Wednesday, August 30, 2006

Speech recognition on a chip

RegHardware reports: [edited]

Speech technology ranks right down there with flying cars, robots and Windows as the grandest of disappointments in geekdom. Thankfully, the horrid state of the technology hasn't broken the will of all researchers in the speech field. In fact, one team at Carnegie Mellon University optimistically thinks they may have solved the speech recognition conundrum with a new chip.

Armed with a $1m grant from the National Science Foundation, CMU's In Silico Vox team has set the modest goal of showing a 100 to 1,000 times improvement in the performance of speech recognition systems. Such a leap would improve the quality of speech technology to the point where it would feasible to place sophisticated speech engines in devices such as cell phones or PDAs. Rob Rutenbar, a professor at CMU, unveiled the processor that is key to the project's end goal today at the Hot Chips conference here.

"It's just a bad idea trying to push this technology in software only," Rutenbar said. "Most of the applications of tomorrow don't want 20 to 30 per cent better performance. They want factors of 100 or factors of 1,000."

Rutenbar likened the move to create a speech chip with the established practice of creating specialized processors to deal with graphics operations.

"Nobody paints pixels in software," he said. "You would have to be nuts. Videos from ESPN are not painted on your cell phone screen by software. There's a small graphics engine doing that."

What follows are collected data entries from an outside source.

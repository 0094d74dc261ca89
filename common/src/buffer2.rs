use std::ops::{Deref, Index, IndexMut};
use std::slice;

use rayon::prelude::*;

/// Rows handed to one rayon task by the row-parallel helpers.
const ROWS_PER_CHUNK: usize = 8;

/// Dense row-major 2-D buffer.
#[derive(Debug, Clone, PartialEq)]
pub struct Buffer2<T> {
    pixels: Vec<T>,
    width: usize,
    height: usize,
}

impl<T> Buffer2<T> {
    pub fn new(width: usize, height: usize, pixels: Vec<T>) -> Self {
        assert_eq!(
            pixels.len(),
            width * height,
            "pixels length must equal width * height"
        );
        Self {
            pixels,
            width,
            height,
        }
    }

    #[inline]
    pub fn width(&self) -> usize {
        self.width
    }

    #[inline]
    pub fn height(&self) -> usize {
        self.height
    }

    /// `true` when both buffers have the same width and height.
    #[inline]
    pub fn same_shape<U>(&self, other: &Buffer2<U>) -> bool {
        self.width == other.width && self.height == other.height
    }

    #[inline]
    pub fn pixels(&self) -> &[T] {
        &self.pixels
    }

    #[inline]
    pub fn row(&self, y: usize) -> &[T] {
        &self.pixels[y * self.width..(y + 1) * self.width]
    }

    #[inline]
    pub fn iter(&self) -> slice::Iter<'_, T> {
        self.pixels.iter()
    }

}

impl<T: Default + Clone> Buffer2<T> {
    pub fn new_default(width: usize, height: usize) -> Self {
        Self {
            pixels: vec![T::default(); width * height],
            width,
            height,
        }
    }
}

impl<T: Clone> Buffer2<T> {
    pub fn new_filled(width: usize, height: usize, value: T) -> Self {
        Self {
            pixels: vec![value; width * height],
            width,
            height,
        }
    }
}

impl<T: Send> Buffer2<T> {
    /// Overwrites every row in parallel. `f` receives the row index and the row slice.
    pub fn par_fill_rows<F>(&mut self, f: F)
    where
        F: Fn(usize, &mut [T]) + Sync + Send,
    {
        let width = self.width;
        if self.pixels.is_empty() {
            return;
        }

        self.pixels
            .par_chunks_mut(width * ROWS_PER_CHUNK)
            .enumerate()
            .for_each(|(chunk_idx, chunk)| {
                let y_start = chunk_idx * ROWS_PER_CHUNK;
                for (local_y, row) in chunk.chunks_exact_mut(width).enumerate() {
                    f(y_start + local_y, row);
                }
            });
    }
}

impl<T: Sync> Buffer2<T> {
    /// Element-wise parallel map into a new buffer of the same shape.
    pub fn par_map<U, F>(&self, f: F) -> Buffer2<U>
    where
        U: Send,
        F: Fn(&T) -> U + Sync + Send,
    {
        Buffer2 {
            pixels: self.pixels.par_iter().map(f).collect(),
            width: self.width,
            height: self.height,
        }
    }

    /// Element-wise parallel map over two buffers of the same shape.
    pub fn par_zip_map<U, V, F>(&self, other: &Buffer2<U>, f: F) -> Buffer2<V>
    where
        U: Sync,
        V: Send,
        F: Fn(&T, &U) -> V + Sync + Send,
    {
        assert!(self.same_shape(other), "buffer shape mismatch");
        Buffer2 {
            pixels: self
                .pixels
                .par_iter()
                .zip(other.pixels.par_iter())
                .map(|(a, b)| f(a, b))
                .collect(),
            width: self.width,
            height: self.height,
        }
    }
}

impl<T> Index<(usize, usize)> for Buffer2<T> {
    type Output = T;

    #[inline]
    fn index(&self, (x, y): (usize, usize)) -> &Self::Output {
        &self.pixels[y * self.width + x]
    }
}

impl<T> IndexMut<(usize, usize)> for Buffer2<T> {
    #[inline]
    fn index_mut(&mut self, (x, y): (usize, usize)) -> &mut Self::Output {
        &mut self.pixels[y * self.width + x]
    }
}

impl<T> Deref for Buffer2<T> {
    type Target = [T];

    #[inline]
    fn deref(&self) -> &Self::Target {
        &self.pixels
    }
}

Some companies have produced decent speech recognition software for large call centers and automated phone systems. These packages, however, require far more processing power than you're likely to find on smaller computing devices.

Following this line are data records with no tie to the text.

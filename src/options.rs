//! Detection of well-known Options Template subtypes.
//!
//! RFC 7011 Sections 4.1–4.4 and RFC 5610 Section 3.9 describe Options
//! Templates by their scope and non-scope Information Element sets. The
//! detectors below recognise those patterns and are purely additive: an
//! unknown layout simply leaves all bits clear.

use crate::template::{OptionsTypes, Template};
use crate::template_field::FieldFlags;

use log::trace;

const IE_EXPORTED_OCTETS: u16 = 40; // exportedOctetTotalCount
const IE_EXPORTED_MESSAGES: u16 = 41; // exportedMessageTotalCount
const IE_EXPORTED_FLOWS: u16 = 42; // exportedFlowRecordTotalCount
const IE_EXPORTER_IPV4: u16 = 130; // exporterIPv4Address
const IE_EXPORTER_IPV6: u16 = 131; // exporterIPv6Address
const IE_MPID: u16 = 143; // meteringProcessId
const IE_EXPORTING_PID: u16 = 144; // exportingProcessId
const IE_TEMPLATE_ID: u16 = 145; // templateId
const IE_ODID: u16 = 149; // observationDomainId
const IE_IGNORED_PACKETS: u16 = 164; // ignoredPacketTotalCount
const IE_IGNORED_OCTETS: u16 = 165; // ignoredOctetTotalCount
const IE_NOT_SENT_FLOWS: u16 = 166; // notSentFlowTotalCount
const IE_NOT_SENT_PACKETS: u16 = 167; // notSentPacketTotalCount
const IE_NOT_SENT_OCTETS: u16 = 168; // notSentOctetTotalCount
const IE_FLOW_KEY_INDICATOR: u16 = 173; // flowKeyIndicator
const IE_IE_ID: u16 = 303; // informationElementId
const IE_IE_DATA_TYPE: u16 = 339; // informationElementDataType
const IE_IE_NAME: u16 = 341; // informationElementName
const IE_IE_SEMANTICS: u16 = 344; // informationElementSemantics
const IE_PEN: u16 = 346; // privateEnterpriseNumber

/// Run every detector over a non-withdrawal Options Template.
pub(crate) fn classify(template: &Template) -> OptionsTypes {
    let types = detect_mproc(template)
        | detect_eproc(template)
        | detect_flowkey(template)
        | detect_ietype(template);

    if !types.is_empty() {
        trace!("options template {} classified as {:?}", template.id(), types);
    }

    types
}

/// True iff every `(en, id)` in `required` appears among the non-scope fields.
fn has_required(template: &Template, required: &[(u32, u16)]) -> bool {
    required.iter().all(|&(en, id)| {
        template
            .option_fields()
            .iter()
            .any(|f| f.id == id && f.en == en)
    })
}

/// True iff exactly two non-scope IANA `observationTime*` elements
/// (ids 322–325) are present.
///
/// Two elements of the *same* precision also count; the RFC wants two
/// distinct precisions, but the check is deliberately this loose.
fn has_obs_time(template: &Template) -> bool {
    let mut matches = 0;
    for field in template.option_fields() {
        if field.en != 0 || !(322..=325).contains(&field.id) {
            continue;
        }

        matches += 1;
        if matches > 2 {
            return false;
        }
    }

    matches == 2
}

/// Metering Process (Reliability) Statistics Options Templates
/// (RFC 7011, Sections 4.1–4.2).
///
/// Shared scope requirement: at least one of observationDomainId /
/// meteringProcessId, and each present one must be a non-repeated scope field.
fn detect_mproc(template: &Template) -> OptionsTypes {
    let odid = template.find(0, IE_ODID);
    let mpid = template.find(0, IE_MPID);
    if odid.is_none() && mpid.is_none() {
        return OptionsTypes::empty();
    }

    for field in [odid, mpid].into_iter().flatten() {
        if !field.flags.contains(FieldFlags::SCOPE) || field.flags.contains(FieldFlags::MULTI_IE) {
            return OptionsTypes::empty();
        }
    }

    let mut types = OptionsTypes::empty();
    if has_required(
        template,
        &[
            (0, IE_EXPORTED_OCTETS),
            (0, IE_EXPORTED_MESSAGES),
            (0, IE_EXPORTED_FLOWS),
        ],
    ) {
        types |= OptionsTypes::MPROC_STAT;
    }

    if has_required(template, &[(0, IE_IGNORED_PACKETS), (0, IE_IGNORED_OCTETS)])
        && has_obs_time(template)
    {
        types |= OptionsTypes::MPROC_RELIABILITY_STAT;
    }

    types
}

/// Exporting Process Reliability Statistics Options Template
/// (RFC 7011, Section 4.3).
///
/// The scope must identify the exporter via one of exporterIPv4Address,
/// exporterIPv6Address or exportingProcessId; candidates are tried in that
/// order and the first whose first occurrence is a scope field carrying
/// `LAST_IE` qualifies.
fn detect_eproc(template: &Template) -> OptionsTypes {
    let exporter_ids = [IE_EXPORTER_IPV4, IE_EXPORTER_IPV6, IE_EXPORTING_PID];
    let scope_found = exporter_ids.iter().any(|&id| {
        template
            .find(0, id)
            .is_some_and(|f| f.flags.contains(FieldFlags::SCOPE | FieldFlags::LAST_IE))
    });
    if !scope_found {
        return OptionsTypes::empty();
    }

    if has_required(
        template,
        &[
            (0, IE_NOT_SENT_FLOWS),
            (0, IE_NOT_SENT_PACKETS),
            (0, IE_NOT_SENT_OCTETS),
        ],
    ) && has_obs_time(template)
    {
        OptionsTypes::EPROC_RELIABILITY_STAT
    } else {
        OptionsTypes::empty()
    }
}

/// Flow Keys Options Template (RFC 7011, Section 4.4).
fn detect_flowkey(template: &Template) -> OptionsTypes {
    let Some(tid) = template.find(0, IE_TEMPLATE_ID) else {
        return OptionsTypes::empty();
    };

    if !tid.flags.contains(FieldFlags::SCOPE) || tid.flags.contains(FieldFlags::MULTI_IE) {
        return OptionsTypes::empty();
    }

    if has_required(template, &[(0, IE_FLOW_KEY_INDICATOR)]) {
        OptionsTypes::FKEYS
    } else {
        OptionsTypes::empty()
    }
}

/// Information Element Type Options Template (RFC 5610, Section 3.9).
fn detect_ietype(template: &Template) -> OptionsTypes {
    for id in [IE_IE_ID, IE_PEN] {
        let Some(field) = template.find(0, id) else {
            return OptionsTypes::empty();
        };

        if !field.flags.contains(FieldFlags::SCOPE) || field.flags.contains(FieldFlags::MULTI_IE) {
            return OptionsTypes::empty();
        }
    }

    if has_required(
        template,
        &[(0, IE_IE_DATA_TYPE), (0, IE_IE_SEMANTICS), (0, IE_IE_NAME)],
    ) {
        OptionsTypes::IE_TYPE
    } else {
        OptionsTypes::empty()
    }
}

The speech systems must compare 50 main sounds used in typical conversation against thousands of permutations on these sounds made when people pronounce words in different ways. The speech engines then run through database of common two- and three-word combinations against a backdrop of some 50,000 different words to come up with strong matches for what a person is actually saying. All told, this process chews through processor, memory and energy resources. That's bad news for a cell phone designer.

The CMU team, however, has already created a lightweight hardware speech engine based on an FPGA (Field Programmable Gate Array) from Xilinx that solves many of these problems. Rutenbar showed the chip in action with it successfully converting the question, "When will Windows arrive?" into text on the screen.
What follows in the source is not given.